──────── Available records

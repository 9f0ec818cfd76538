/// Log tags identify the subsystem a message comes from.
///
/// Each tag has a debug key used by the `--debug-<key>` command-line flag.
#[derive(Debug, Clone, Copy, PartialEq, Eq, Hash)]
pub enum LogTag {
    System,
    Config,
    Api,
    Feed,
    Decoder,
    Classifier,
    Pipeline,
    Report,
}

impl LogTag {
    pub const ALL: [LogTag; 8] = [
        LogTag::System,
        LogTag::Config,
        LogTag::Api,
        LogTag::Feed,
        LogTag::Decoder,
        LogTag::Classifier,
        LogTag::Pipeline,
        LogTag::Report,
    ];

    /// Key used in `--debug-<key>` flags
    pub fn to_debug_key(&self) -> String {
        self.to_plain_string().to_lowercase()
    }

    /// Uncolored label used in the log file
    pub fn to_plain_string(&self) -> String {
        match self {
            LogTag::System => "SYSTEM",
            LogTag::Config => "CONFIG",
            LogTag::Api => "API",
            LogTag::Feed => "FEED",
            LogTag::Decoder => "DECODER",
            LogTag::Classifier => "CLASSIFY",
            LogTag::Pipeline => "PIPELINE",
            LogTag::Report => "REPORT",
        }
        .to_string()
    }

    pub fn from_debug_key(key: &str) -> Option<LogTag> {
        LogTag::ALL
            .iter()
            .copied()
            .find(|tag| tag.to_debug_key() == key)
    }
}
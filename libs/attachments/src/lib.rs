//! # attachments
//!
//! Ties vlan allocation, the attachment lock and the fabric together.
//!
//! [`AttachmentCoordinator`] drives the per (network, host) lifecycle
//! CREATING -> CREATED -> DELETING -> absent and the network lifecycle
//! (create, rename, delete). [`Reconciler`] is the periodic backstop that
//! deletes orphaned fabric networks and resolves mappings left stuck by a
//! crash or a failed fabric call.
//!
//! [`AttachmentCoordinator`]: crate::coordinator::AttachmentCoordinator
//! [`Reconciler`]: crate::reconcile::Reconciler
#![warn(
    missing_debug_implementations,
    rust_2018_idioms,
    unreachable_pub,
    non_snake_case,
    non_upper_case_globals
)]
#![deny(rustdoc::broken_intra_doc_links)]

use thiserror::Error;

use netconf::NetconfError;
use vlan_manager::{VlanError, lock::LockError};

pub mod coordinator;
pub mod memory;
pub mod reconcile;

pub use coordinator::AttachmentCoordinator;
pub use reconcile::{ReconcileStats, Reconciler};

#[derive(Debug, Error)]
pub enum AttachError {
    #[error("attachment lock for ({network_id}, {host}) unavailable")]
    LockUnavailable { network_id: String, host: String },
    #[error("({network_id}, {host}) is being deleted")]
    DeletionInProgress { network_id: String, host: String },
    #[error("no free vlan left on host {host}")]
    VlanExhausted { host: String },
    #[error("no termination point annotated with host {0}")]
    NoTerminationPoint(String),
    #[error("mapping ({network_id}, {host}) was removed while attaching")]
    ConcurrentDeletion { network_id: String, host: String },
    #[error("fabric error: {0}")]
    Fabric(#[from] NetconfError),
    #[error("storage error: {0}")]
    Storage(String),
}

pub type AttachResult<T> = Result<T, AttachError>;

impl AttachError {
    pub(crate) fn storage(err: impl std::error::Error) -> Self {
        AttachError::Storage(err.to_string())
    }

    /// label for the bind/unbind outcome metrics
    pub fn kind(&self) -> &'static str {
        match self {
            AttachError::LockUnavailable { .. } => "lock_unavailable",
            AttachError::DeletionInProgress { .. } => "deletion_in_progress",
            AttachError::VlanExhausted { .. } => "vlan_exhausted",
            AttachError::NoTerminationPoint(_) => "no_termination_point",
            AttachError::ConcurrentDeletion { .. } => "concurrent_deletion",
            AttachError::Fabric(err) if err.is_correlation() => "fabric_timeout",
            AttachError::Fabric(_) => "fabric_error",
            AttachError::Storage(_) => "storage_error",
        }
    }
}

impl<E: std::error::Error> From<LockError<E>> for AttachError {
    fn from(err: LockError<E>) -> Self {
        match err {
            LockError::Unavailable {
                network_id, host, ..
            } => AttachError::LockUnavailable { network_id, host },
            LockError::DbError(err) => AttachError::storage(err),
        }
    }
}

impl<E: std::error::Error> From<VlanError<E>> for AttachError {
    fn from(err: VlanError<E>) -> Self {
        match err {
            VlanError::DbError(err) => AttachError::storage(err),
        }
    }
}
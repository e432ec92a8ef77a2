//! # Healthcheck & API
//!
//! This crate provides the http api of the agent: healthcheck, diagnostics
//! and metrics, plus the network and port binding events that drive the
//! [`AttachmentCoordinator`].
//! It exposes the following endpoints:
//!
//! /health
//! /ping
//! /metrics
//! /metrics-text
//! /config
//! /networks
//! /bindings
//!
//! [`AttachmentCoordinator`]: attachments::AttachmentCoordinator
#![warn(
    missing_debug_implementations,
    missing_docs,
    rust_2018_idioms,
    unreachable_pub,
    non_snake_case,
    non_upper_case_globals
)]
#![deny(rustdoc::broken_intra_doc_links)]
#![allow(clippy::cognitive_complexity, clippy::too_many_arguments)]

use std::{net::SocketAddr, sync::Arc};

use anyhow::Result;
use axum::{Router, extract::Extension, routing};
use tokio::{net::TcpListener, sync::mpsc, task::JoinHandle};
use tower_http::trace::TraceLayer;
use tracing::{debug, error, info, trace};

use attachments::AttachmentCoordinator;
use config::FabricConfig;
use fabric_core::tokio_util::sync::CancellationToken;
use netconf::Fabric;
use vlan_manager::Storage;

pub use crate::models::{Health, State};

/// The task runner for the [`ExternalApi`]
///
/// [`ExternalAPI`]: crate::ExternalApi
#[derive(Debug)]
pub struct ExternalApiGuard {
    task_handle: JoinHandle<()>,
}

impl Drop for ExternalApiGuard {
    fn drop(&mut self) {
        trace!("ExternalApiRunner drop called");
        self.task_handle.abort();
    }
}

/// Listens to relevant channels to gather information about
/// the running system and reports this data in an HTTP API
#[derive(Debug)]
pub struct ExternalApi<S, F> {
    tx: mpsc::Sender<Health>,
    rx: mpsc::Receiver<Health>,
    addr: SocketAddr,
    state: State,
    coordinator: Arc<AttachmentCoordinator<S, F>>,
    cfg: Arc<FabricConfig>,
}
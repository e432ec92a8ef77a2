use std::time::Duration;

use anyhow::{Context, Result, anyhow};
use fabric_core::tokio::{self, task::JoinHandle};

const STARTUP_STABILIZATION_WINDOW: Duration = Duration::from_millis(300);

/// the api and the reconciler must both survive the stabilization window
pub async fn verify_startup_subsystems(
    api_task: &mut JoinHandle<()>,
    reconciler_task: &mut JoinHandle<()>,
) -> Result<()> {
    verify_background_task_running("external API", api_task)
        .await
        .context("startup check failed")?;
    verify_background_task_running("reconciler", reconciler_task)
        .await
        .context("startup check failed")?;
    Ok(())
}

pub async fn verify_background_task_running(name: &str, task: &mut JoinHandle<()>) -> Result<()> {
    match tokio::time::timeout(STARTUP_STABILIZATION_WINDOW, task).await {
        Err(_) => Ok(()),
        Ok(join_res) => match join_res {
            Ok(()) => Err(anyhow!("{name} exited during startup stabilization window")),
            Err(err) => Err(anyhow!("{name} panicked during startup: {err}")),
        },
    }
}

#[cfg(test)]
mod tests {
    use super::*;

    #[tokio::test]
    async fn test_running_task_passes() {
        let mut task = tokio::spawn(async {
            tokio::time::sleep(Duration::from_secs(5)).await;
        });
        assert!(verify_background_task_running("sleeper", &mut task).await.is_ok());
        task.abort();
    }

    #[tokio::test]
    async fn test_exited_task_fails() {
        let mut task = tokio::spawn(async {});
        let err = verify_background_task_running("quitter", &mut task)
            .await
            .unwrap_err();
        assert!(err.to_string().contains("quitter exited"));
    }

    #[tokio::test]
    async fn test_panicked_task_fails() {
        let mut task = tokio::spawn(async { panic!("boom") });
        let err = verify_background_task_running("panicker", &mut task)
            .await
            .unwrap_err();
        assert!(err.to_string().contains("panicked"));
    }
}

────────────────

Scan the data above for the word "await". Copy every line in which it is found.

**Answer below:**
        .await
        .await
    match tokio::time::timeout(STARTUP_STABILIZATION_WINDOW, task).await {
            tokio::time::sleep(Duration::from_secs(5)).await;
        assert!(verify_background_task_running("sleeper", &mut task).await.is_ok());
            .await
            .await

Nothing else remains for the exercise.